The following Lemma is used in a proof for the Fundamental Theorem of Algebra, but I cannot understand some steps.
Lemma: Let $f:\mathbb{C} \to \mathbb{C}$ be any polynomial function.
Then there exists a point $z_0 \in \mathbb{C}$ where the function
$|f|$ attains its minimum value in $\mathbb{R}$.
The proof starts like this:
If $f$ is a constant polynomial function, then the statement of the
Lemma is trivially true since $|f|$ attains its minimum value at
every point in $\mathbb{C}$ . So choose, e.g., $z_0=0$.If $f$ is not constant, then the degree of the polynomial defining
$f$ is at least one. In this case, we can denote $f$ explicitly by$f(z)=a_n z^n + … + a_1 z + a_0$
with $a_n \neq 0$. Now, assume $z \neq 0$ , and set
$A=max\{|a_0|,…,|a_{n−1}|\}$ . We can obtain a lower bound for
$|f(z)|$ as follows:$f(z)=|a_n| |z|^n |1+\frac{a_{n-1}}{a_n} \frac{1}{z}+…+\frac{a_0}{a_n} \frac{1}{z^n}| \leq |a_n| |z|^n (1 – \frac{A}{|a_n|} \sum \limits_{k=1}^{\infty} \frac{1}{|z|^k})=|a_n| |z|^n (1 – \frac{A}{|a_n|} \frac{1}{|z|-1})$.
I don't see how these two steps follow. We can distribute the absolute value over all the factors, but how does one turn the second factor from $1+…$ into a $1-…$ using an infinite sum? After that it seems like an application of a geometric series, but how do we know that $|z|>1$?
I've been stuck for quite some while now with no notable progress. Am I missing anything obvious here?
Edit:
The next step of the proof is a follows (so it justifies the use of the formula for the geometric series):
For all $z \in \mathbb{C}$ such that $|z| \geq 2$, we can further
simplify this expression and obtain$ (*) |f(z)| \geq |a_n| |z|^n (1 – \frac{2A}{|a_n| |z|})$.
It follows from this inequality that there is an $R > 0$ such that $|f(z)| > |f(0)|$, for all $z \in \mathbb{C}$ satisfying $|z| > R$.
Now this confuses me once again. We have $|f(0)|=a_0$, so how does this follow from the inequality given above? I think it ought to have something to do with the definiton of $A$, but I can't quite figure it out.
Could anyone please provide a hint or an explanation?
Best Answer
We don't need geometric series, etc., in order to prove the Lemma.
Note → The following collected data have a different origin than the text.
//! # Service Manifest
//!
//! The static advertisement a service publishes at `/manifest.json`:
//! identity, config profile descriptors, terms, accepted payment schemas
//! and one descriptor per exposed command (with its invoke endpoint URI).

use std::collections::HashMap;

use indexmap::IndexMap;
use serde::{Deserialize, Serialize};
use serde_json::Value;

use crate::command::{IoTypeDescriptor, ProfileScope};

/// Static descriptor of one config profile.
#[derive(Debug, Clone, PartialEq, Serialize, Deserialize)]
#[serde(rename_all = "camelCase")]
pub struct ConfigProfileDescriptor {
    pub name: String,
    pub scope: ProfileScope,
    pub setup_uri: String,
    #[serde(default)]
    pub description: HashMap<String, String>,
    #[serde(default, skip_serializing_if = "Option::is_none")]
    pub schema: Option<Value>,
}

/// Static descriptor of one command, as advertised to agents.
#[derive(Debug, Clone, PartialEq, Serialize, Deserialize)]
#[serde(rename_all = "camelCase")]
pub struct CommandDescriptor {
    pub name: String,
    #[serde(default)]
    pub description: HashMap<String, String>,
    pub endpoint_uri: String,
    #[serde(default)]
    pub required_config_profiles: Vec<String>,
    pub requires_user_confirmation: bool,
    #[serde(default)]
    pub input_types: IndexMap<String, IoTypeDescriptor>,
    #[serde(default)]
    pub output_types: IndexMap<String, IoTypeDescriptor>,
}

/// The manifest document.
#[derive(Debug, Clone, PartialEq, Serialize, Deserialize)]
#[serde(rename_all = "camelCase")]
pub struct ServiceManifest {
    pub name: String,
    pub version: String,
    #[serde(default)]
    pub description: HashMap<String, String>,
    #[serde(default, skip_serializing_if = "Option::is_none")]
    pub terms_url: Option<String>,
    #[serde(default)]
    pub accepted_payment_schemas: Vec<String>,
    #[serde(default)]
    pub config_profiles: Vec<ConfigProfileDescriptor>,
    #[serde(default)]
    pub commands: Vec<CommandDescriptor>,
}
As you remark, we can assume $$f(z)=a_nz^n+a_{n-1}z^{n-1}+\ldots+a_0,\qquad n\geq1,\qquad a_n\ne0\ .$$ This implies$${f(z)\over z^n}=a_n+{a_{n-1}\over z}+\ldots+{a_0\over z^n}\to a_n\quad\bigl(|z|\to\infty\bigr)\ ,$$ so that there is an $R>0$ with $$\left|{f(z)\over z^n}\right|>{|a_n|\over2}\qquad\bigl(|z|>R\bigr)\ .$$ From this we can infer that there is an $R'\geq R$ with $$\bigl|f(z)\bigr|>|z|^n{|a_n|\over2}>|a_0|\qquad\bigl(|z|>R'\bigr)\ .\tag{1}$$ On the compact set $\overline{D_{R'}}$ the continuous function $z\mapsto\bigl|f(z)\bigr|$ assumes a global minimum $\>\leq|f(0)|=|a_0|$. Due to $(1)$ this minimum value is not assumed when $|z|>R'$, hence is the global minimum of $|f|$ on ${\mathbb C}$.